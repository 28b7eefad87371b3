use sqlx::PgPool;
use tracing::{info, warn};

use crate::{
    models::{error::Error, race_result::RaceResult},
    utils::{config::Config, db},
};

pub const RACE_RESULTS_SQL: &str = r#"
    SELECT
      ra."year" AS race_year,
      ra."date"::date AS race_date,
      c.country AS circuit_country,
      c."lat" AS circuit_lat,
      c."lng" AS circuit_lng,
      d."driverid" AS driver_id,
      r."positionorder"::integer AS position_order,
      r."points"::numeric AS points
    FROM "results" r
    JOIN "races"   ra ON r."raceid"    = ra."raceid"
    JOIN "drivers" d  ON r."driverid"  = d."driverid"
    JOIN "circuits" c ON ra."circuitid" = c."circuitid"
    "#;

pub async fn fetch_race_results(pool: &PgPool) -> Result<Vec<RaceResult>, Error> {
    let rows = sqlx::query_as::<_, RaceResult>(RACE_RESULTS_SQL)
        .fetch_all(pool)
        .await
        .map_err(Error::Query)?;

    if rows.is_empty() {
        warn!("Race results query returned no rows");
    } else {
        info!(rows = rows.len(), "Race results fetched");
    }
    Ok(rows)
}

/// Runs the results join on an open pool and closes the pool afterwards,
/// whether or not the query succeeded.
pub async fn fetch_and_dispose(pool: &PgPool) -> Result<Vec<RaceResult>, Error> {
    let rows = fetch_race_results(pool).await;
    db::dispose(pool).await;
    rows
}

pub async fn load_race_results(config: &Config) -> Result<Vec<RaceResult>, Error> {
    let pool = db::connect(config).await?;
    fetch_and_dispose(&pool).await
}
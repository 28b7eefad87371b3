pub mod chart;
pub mod error;
pub mod race_result;
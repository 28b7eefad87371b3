use std::collections::{BTreeMap, BTreeSet};

use crate::models::{
    chart::{CircuitScatter, Heatmap, Histogram, HistogramPair, ScatterPoint, SizeLegendEntry},
    race_result::RaceResult,
};

pub const POSITION_BINS: usize = 20;
pub const POINTS_BINS: usize = 30;
pub const YEAR_STRIDE: usize = 10;
pub const HEATMAP_MAX_POSITION: i32 = 10;
pub const SCATTER_SIZE_FACTOR: f64 = 10.0;
pub const LEGEND_POINTS: [f64; 4] = [1.0, 5.0, 10.0, 25.0];

/// Equal-width bins over the observed `[min, max]`, last bin closed on the
/// right. A single distinct value gets a unit-wide range centred on it and
/// no values at all give `[0, 1]`.
pub fn histogram<I>(values: I, bins: usize) -> Histogram
where
    I: IntoIterator<Item = f64>,
{
    let bins = bins.max(1);
    let values: Vec<f64> = values.into_iter().filter(|v| v.is_finite()).collect();

    let (mut lo, mut hi) = values
        .iter()
        .fold((f64::INFINITY, f64::NEG_INFINITY), |(lo, hi), &v| {
            (lo.min(v), hi.max(v))
        });
    if values.is_empty() {
        lo = 0.0;
        hi = 1.0;
    } else if lo == hi {
        lo -= 0.5;
        hi += 0.5;
    }

    let width = (hi - lo) / bins as f64;
    let mut edges: Vec<f64> = (0..bins).map(|i| lo + width * i as f64).collect();
    edges.push(hi);

    let mut counts = vec![0usize; bins];
    for v in values {
        let idx = (((v - lo) / width) as usize).min(bins - 1);
        counts[idx] += 1;
    }

    Histogram { edges, counts }
}

pub fn build_histograms(rows: &[RaceResult]) -> HistogramPair {
    HistogramPair {
        position: histogram(rows.iter().map(|r| r.position_order as f64), POSITION_BINS),
        points: histogram(rows.iter().map(RaceResult::points_f64), POINTS_BINS),
    }
}

/// Every tenth year of the sorted distinct years, starting with the first.
pub fn select_years(rows: &[RaceResult]) -> Vec<i32> {
    let years: BTreeSet<i32> = rows.iter().map(|r| r.race_year).collect();
    years.into_iter().step_by(YEAR_STRIDE).collect()
}

pub fn build_heatmap(rows: &[RaceResult]) -> Heatmap {
    let selected = select_years(rows);

    let mut sums: BTreeMap<(i32, i32), (f64, usize)> = BTreeMap::new();
    for row in rows.iter().filter(|r| {
        r.position_order <= HEATMAP_MAX_POSITION && selected.binary_search(&r.race_year).is_ok()
    }) {
        let cell = sums
            .entry((row.position_order, row.race_year))
            .or_insert((0.0, 0));
        cell.0 += row.points_f64();
        cell.1 += 1;
    }

    let positions: Vec<i32> = sums
        .keys()
        .map(|(position, _)| *position)
        .collect::<BTreeSet<_>>()
        .into_iter()
        .collect();
    let years: Vec<i32> = sums
        .keys()
        .map(|(_, year)| *year)
        .collect::<BTreeSet<_>>()
        .into_iter()
        .collect();

    let cells = positions
        .iter()
        .map(|position| {
            years
                .iter()
                .map(|year| match sums.get(&(*position, *year)) {
                    Some((sum, count)) => sum / *count as f64,
                    None => f64::NAN,
                })
                .collect()
        })
        .collect();

    Heatmap {
        positions,
        years,
        cells,
    }
}

pub fn marker_size(points: f64) -> f64 {
    points * SCATTER_SIZE_FACTOR
}

pub fn size_legend() -> Vec<SizeLegendEntry> {
    LEGEND_POINTS
        .iter()
        .map(|&points| SizeLegendEntry {
            points,
            size: marker_size(points),
            label: if points == 1.0 {
                "1 point".to_string()
            } else {
                format!("{points} points")
            },
        })
        .collect()
}

pub fn build_scatter(rows: &[RaceResult]) -> CircuitScatter {
    let points = rows
        .iter()
        .map(|r| ScatterPoint {
            lng: r.circuit_lng,
            lat: r.circuit_lat,
            year: r.race_year,
            size: marker_size(r.points_f64()),
        })
        .collect();

    CircuitScatter {
        points,
        legend: size_legend(),
    }
}

#[cfg(test)]
pub(crate) mod tests {
    use super::*;
    use chrono::NaiveDate;
    use rust_decimal::Decimal;

    pub(crate) fn row(year: i32, position: i32, points: f64) -> RaceResult {
        RaceResult {
            race_year: year,
            race_date: NaiveDate::from_ymd_opt(year, 5, 14).unwrap(),
            circuit_country: "Italy".to_string(),
            circuit_lat: 45.6156,
            circuit_lng: 9.28111,
            driver_id: position,
            position_order: position,
            points: Decimal::try_from(points).unwrap(),
        }
    }

    #[test]
    fn histograms_use_fixed_bin_counts_over_observed_range() {
        let rows: Vec<RaceResult> = (1..=24)
            .map(|p| row(2010, p, if p <= 10 { 26.0 - p as f64 * 2.0 } else { 0.0 }))
            .collect();
        let hist = build_histograms(&rows);

        assert_eq!(hist.position.bin_count(), 20);
        assert_eq!(hist.position.edges.len(), 21);
        assert_eq!(hist.position.range(), (1.0, 24.0));
        assert_eq!(hist.position.total(), 24);

        assert_eq!(hist.points.bin_count(), 30);
        assert_eq!(hist.points.range(), (0.0, 24.0));
        assert_eq!(hist.points.total(), 24);
    }

    #[test]
    fn histogram_counts_maximum_in_last_bin() {
        let hist = histogram([0.0, 5.0, 10.0], 10);
        assert_eq!(hist.counts[0], 1);
        assert_eq!(hist.counts[5], 1);
        assert_eq!(hist.counts[9], 1);
    }

    #[test]
    fn histogram_of_constant_values_widens_range() {
        let hist = histogram([3.0, 3.0], 20);
        assert_eq!(hist.range(), (2.5, 3.5));
        assert_eq!(hist.total(), 2);
    }

    #[test]
    fn histogram_of_nothing_is_empty_unit_range() {
        let hist = histogram(std::iter::empty(), POINTS_BINS);
        assert_eq!(hist.bin_count(), 30);
        assert_eq!(hist.range(), (0.0, 1.0));
        assert_eq!(hist.total(), 0);
    }

    #[test]
    fn selects_every_tenth_distinct_year() {
        let rows: Vec<RaceResult> = (1950..=2023).map(|y| row(y, 1, 9.0)).collect();
        assert_eq!(
            select_years(&rows),
            vec![1950, 1960, 1970, 1980, 1990, 2000, 2010, 2020]
        );
    }

    #[test]
    fn year_selection_counts_distinct_years_not_rows() {
        let mut rows = Vec::new();
        for year in [2001, 1999, 2003, 2000, 2002] {
            for position in 1..=3 {
                rows.push(row(year, position, 1.0));
            }
        }
        assert_eq!(select_years(&rows), vec![1999]);
    }

    #[test]
    fn heatmap_cells_hold_mean_points_per_position_and_year() {
        let mut rows: Vec<RaceResult> = (1950..=1969).map(|y| row(y, 20, 0.0)).collect();
        rows.extend([
            row(1950, 1, 8.0),
            row(1950, 1, 9.0),
            row(1950, 2, 6.0),
            row(1960, 1, 8.0),
            row(1960, 11, 0.0),
            row(1955, 1, 8.0),
        ]);
        let heatmap = build_heatmap(&rows);

        assert_eq!(heatmap.years, vec![1950, 1960]);
        assert_eq!(heatmap.positions, vec![1, 2]);
        assert_eq!(heatmap.value(1, 1950), Some(8.5));
        assert_eq!(heatmap.value(2, 1950), Some(6.0));
        assert_eq!(heatmap.value(1, 1960), Some(8.0));
        assert_eq!(heatmap.value(2, 1960), None);
        assert!(heatmap.cells[1][1].is_nan());
        assert_eq!(heatmap.value(1, 1955), None);
        assert_eq!(heatmap.value(11, 1960), None);
    }

    #[test]
    fn marker_size_scales_linearly_with_points() {
        assert_eq!(marker_size(0.0), 0.0);
        assert_eq!(marker_size(4.5), 45.0);
        assert_eq!(marker_size(25.0), 250.0);
    }

    #[test]
    fn size_legend_maps_representative_points() {
        let legend = size_legend();
        let points: Vec<f64> = legend.iter().map(|e| e.points).collect();
        let sizes: Vec<f64> = legend.iter().map(|e| e.size).collect();
        assert_eq!(points, vec![1.0, 5.0, 10.0, 25.0]);
        assert_eq!(sizes, vec![10.0, 50.0, 100.0, 250.0]);
        assert_eq!(legend[0].label, "1 point");
        assert_eq!(legend[3].label, "25 points");
    }

    #[test]
    fn scatter_keeps_one_point_per_row() {
        let rows = vec![row(1950, 1, 8.0), row(2023, 2, 18.0)];
        let scatter = build_scatter(&rows);
        assert_eq!(scatter.points.len(), 2);
        assert_eq!(scatter.points[1].size, 180.0);
        assert_eq!(scatter.points[1].lng, 9.28111);
        assert_eq!(scatter.year_range(), Some((1950, 2023)));
        assert_eq!(scatter.legend.len(), 4);
    }

    #[test]
    fn empty_row_set_builds_empty_views() {
        let rows: Vec<RaceResult> = Vec::new();
        let hist = build_histograms(&rows);
        assert_eq!(hist.position.bin_count(), 20);
        assert_eq!(hist.points.total(), 0);
        assert!(select_years(&rows).is_empty());
        assert!(build_heatmap(&rows).is_empty());
        let scatter = build_scatter(&rows);
        assert!(scatter.points.is_empty());
        assert_eq!(scatter.year_range(), None);
    }
}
===
— Exercise requirements —
Look through the entries above, find each line containing "width", and copy it.

— Solution to this exercise —
/// Equal-width bins over the observed `[min, max]`, last bin closed on the
    let width = (hi - lo) / bins as f64;
    let mut edges: Vec<f64> = (0..bins).map(|i| lo + width * i as f64).collect();
        let idx = (((v - lo) / width) as usize).min(bins - 1);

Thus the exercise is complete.